• [ASSIGNED TASK] Copy the listing exactly. Omit nothing.

• [DATA]
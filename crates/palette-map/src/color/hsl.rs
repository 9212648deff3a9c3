//! Hue / lightness / saturation representation
//!
//! The conversion follows the classic HLS model on channels normalized to
//! 0.0..=1.0. Hue is circular: 0.0 and 1.0 are the same red.

use super::rgb::Rgb;

/// A color in HSL space, every component in 0.0..=1.0.
///
/// Achromatic colors (r == g == b) have `hue == 0.0` and `saturation == 0.0`.
#[derive(Debug, Clone, Copy, PartialEq, Default)]
pub struct Hsl {
    /// Hue angle as a fraction of a full turn, in 0.0..1.0
    pub hue: f64,
    /// Lightness, `(max + min) / 2`
    pub lightness: f64,
    /// Saturation
    pub saturation: f64,
}

impl From<Rgb> for Hsl {
    fn from(color: Rgb) -> Self {
        let r = color.r as f64 / 255.0;
        let g = color.g as f64 / 255.0;
        let b = color.b as f64 / 255.0;

        let max = r.max(g).max(b);
        let min = r.min(g).min(b);
        let sum = max + min;
        let range = max - min;
        let lightness = sum / 2.0;

        if range == 0.0 {
            return Self {
                hue: 0.0,
                lightness,
                saturation: 0.0,
            };
        }

        let saturation = if lightness <= 0.5 {
            range / sum
        } else {
            range / (2.0 - sum)
        };

        let rc = (max - r) / range;
        let gc = (max - g) / range;
        let bc = (max - b) / range;
        let sector = if r == max {
            bc - gc
        } else if g == max {
            2.0 + rc - bc
        } else {
            4.0 + gc - rc
        };

        Self {
            hue: (sector / 6.0).rem_euclid(1.0),
            lightness,
            saturation,
        }
    }
}

/// Circular distance between two hues, in 0.0..=0.5.
///
/// # Example
/// ```
/// use palette_map::color::hue_distance;
/// assert_eq!(hue_distance(0.3, 0.3), 0.0);
/// assert!((hue_distance(0.1, 0.9) - 0.2).abs() < 1e-12);
/// ```
#[inline]
pub fn hue_distance(h1: f64, h2: f64) -> f64 {
    let diff = (h1 - h2).abs();
    diff.min(1.0 - diff)
}
pub mod png_io;

pub use png_io::{decode_png, encode_png, read_png, write_png};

• [ANSWER SPACE]
filename crates/palette-map/src/color/hsl.rs
repository 9212648deff3a9c3
//! Hue / lightness / saturation representation
//!
//! The conversion follows the classic HLS model on channels normalized to
//! 0.0..=1.0. Hue is circular: 0.0 and 1.0 are the same red.

use super::rgb::Rgb;

/// A color in HSL space, every component in 0.0..=1.0.
///
/// Achromatic colors (r == g == b) have `hue == 0.0` and `saturation == 0.0`.
#[derive(Debug, Clone, Copy, PartialEq, Default)]
pub struct Hsl {
    /// Hue angle as a fraction of a full turn, in 0.0..1.0
    pub hue: f64,
    /// Lightness, `(max + min) / 2`
    pub lightness: f64,
    /// Saturation
    pub saturation: f64,
}

impl From<Rgb> for Hsl {
    fn from(color: Rgb) -> Self {
        let r = color.r as f64 / 255.0;
        let g = color.g as f64 / 255.0;
        let b = color.b as f64 / 255.0;

        let max = r.max(g).max(b);
        let min = r.min(g).min(b);
        let sum = max + min;
        let range = max - min;
        let lightness = sum / 2.0;

        if range == 0.0 {
            return Self {
                hue: 0.0,
                lightness,
                saturation: 0.0,
            };
        }

        let saturation = if lightness <= 0.5 {
            range / sum
        } else {
            range / (2.0 - sum)
        };

        let rc = (max - r) / range;
        let gc = (max - g) / range;
        let bc = (max - b) / range;
        let sector = if r == max {
            bc - gc
        } else if g == max {
            2.0 + rc - bc
        } else {
            4.0 + gc - rc
        };

        Self {
            hue: (sector / 6.0).rem_euclid(1.0),
            lightness,
            saturation,
        }
    }
}

/// Circular distance between two hues, in 0.0..=0.5.
///
/// # Example
/// ```
/// use palette_map::color::hue_distance;
/// assert_eq!(hue_distance(0.3, 0.3), 0.0);
/// assert!((hue_distance(0.1, 0.9) - 0.2).abs() < 1e-12);
/// ```
#[inline]
pub fn hue_distance(h1: f64, h2: f64) -> f64 {
    let diff = (h1 - h2).abs();
    diff.min(1.0 - diff)
}
pub mod png_io;

pub use png_io::{decode_png, encode_png, read_png, write_png};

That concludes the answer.